● PROBLEM TO SOLVE:
Look for the word "capturing" in the data below, and copy every line that holds it.

(Dataset entries)

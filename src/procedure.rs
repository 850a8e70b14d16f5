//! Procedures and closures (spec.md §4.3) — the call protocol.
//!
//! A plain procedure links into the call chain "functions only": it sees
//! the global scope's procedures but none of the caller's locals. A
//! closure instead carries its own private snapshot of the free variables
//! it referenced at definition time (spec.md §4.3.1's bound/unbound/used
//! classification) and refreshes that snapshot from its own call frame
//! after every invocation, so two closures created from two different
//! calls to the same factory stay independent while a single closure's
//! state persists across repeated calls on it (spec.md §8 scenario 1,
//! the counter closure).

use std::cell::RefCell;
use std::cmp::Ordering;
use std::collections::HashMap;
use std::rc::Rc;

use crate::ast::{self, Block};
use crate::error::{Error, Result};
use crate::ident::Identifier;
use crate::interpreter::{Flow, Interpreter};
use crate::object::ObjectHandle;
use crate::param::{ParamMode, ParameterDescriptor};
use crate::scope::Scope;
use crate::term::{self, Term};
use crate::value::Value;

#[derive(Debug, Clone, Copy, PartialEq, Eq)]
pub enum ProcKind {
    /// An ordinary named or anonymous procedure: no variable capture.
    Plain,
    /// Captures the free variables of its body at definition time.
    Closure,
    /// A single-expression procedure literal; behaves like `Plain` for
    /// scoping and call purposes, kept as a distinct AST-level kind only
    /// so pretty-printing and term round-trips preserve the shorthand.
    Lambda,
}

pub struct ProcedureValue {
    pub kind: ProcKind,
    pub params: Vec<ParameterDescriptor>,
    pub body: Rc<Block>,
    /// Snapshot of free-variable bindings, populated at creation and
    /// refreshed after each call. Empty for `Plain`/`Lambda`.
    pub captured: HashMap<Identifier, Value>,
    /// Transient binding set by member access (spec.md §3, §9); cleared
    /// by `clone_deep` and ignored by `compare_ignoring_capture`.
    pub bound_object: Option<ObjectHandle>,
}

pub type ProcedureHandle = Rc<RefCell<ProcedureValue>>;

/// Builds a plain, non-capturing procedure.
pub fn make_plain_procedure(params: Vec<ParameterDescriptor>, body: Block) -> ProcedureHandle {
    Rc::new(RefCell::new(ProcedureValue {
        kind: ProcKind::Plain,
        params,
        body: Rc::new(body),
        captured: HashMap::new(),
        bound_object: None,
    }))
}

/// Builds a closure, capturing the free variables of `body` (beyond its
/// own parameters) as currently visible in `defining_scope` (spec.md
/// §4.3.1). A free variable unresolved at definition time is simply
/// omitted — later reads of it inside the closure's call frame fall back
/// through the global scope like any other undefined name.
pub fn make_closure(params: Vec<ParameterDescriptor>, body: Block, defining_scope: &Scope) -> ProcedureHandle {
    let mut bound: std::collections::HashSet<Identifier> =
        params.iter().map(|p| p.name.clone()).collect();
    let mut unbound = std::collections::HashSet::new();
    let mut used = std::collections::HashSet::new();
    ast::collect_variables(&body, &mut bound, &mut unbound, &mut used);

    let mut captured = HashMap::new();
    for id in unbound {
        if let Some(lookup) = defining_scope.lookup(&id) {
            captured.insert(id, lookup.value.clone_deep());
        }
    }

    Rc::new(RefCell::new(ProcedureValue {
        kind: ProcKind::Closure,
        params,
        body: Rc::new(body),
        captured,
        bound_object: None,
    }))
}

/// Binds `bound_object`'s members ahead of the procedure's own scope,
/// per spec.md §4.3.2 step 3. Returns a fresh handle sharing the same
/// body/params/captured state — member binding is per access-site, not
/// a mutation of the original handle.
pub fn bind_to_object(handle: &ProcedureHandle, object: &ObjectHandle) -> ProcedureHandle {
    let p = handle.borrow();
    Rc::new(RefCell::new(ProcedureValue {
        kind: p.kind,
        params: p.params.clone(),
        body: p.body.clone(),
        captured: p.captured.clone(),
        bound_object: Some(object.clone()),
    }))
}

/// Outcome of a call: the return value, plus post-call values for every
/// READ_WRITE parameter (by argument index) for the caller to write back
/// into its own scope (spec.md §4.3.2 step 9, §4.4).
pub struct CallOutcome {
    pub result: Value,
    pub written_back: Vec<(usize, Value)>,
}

● SOLUTION FOR THIS TASK:
/// Builds a plain, non-capturing procedure.
/// Builds a closure, capturing the free variables of `body` (beyond its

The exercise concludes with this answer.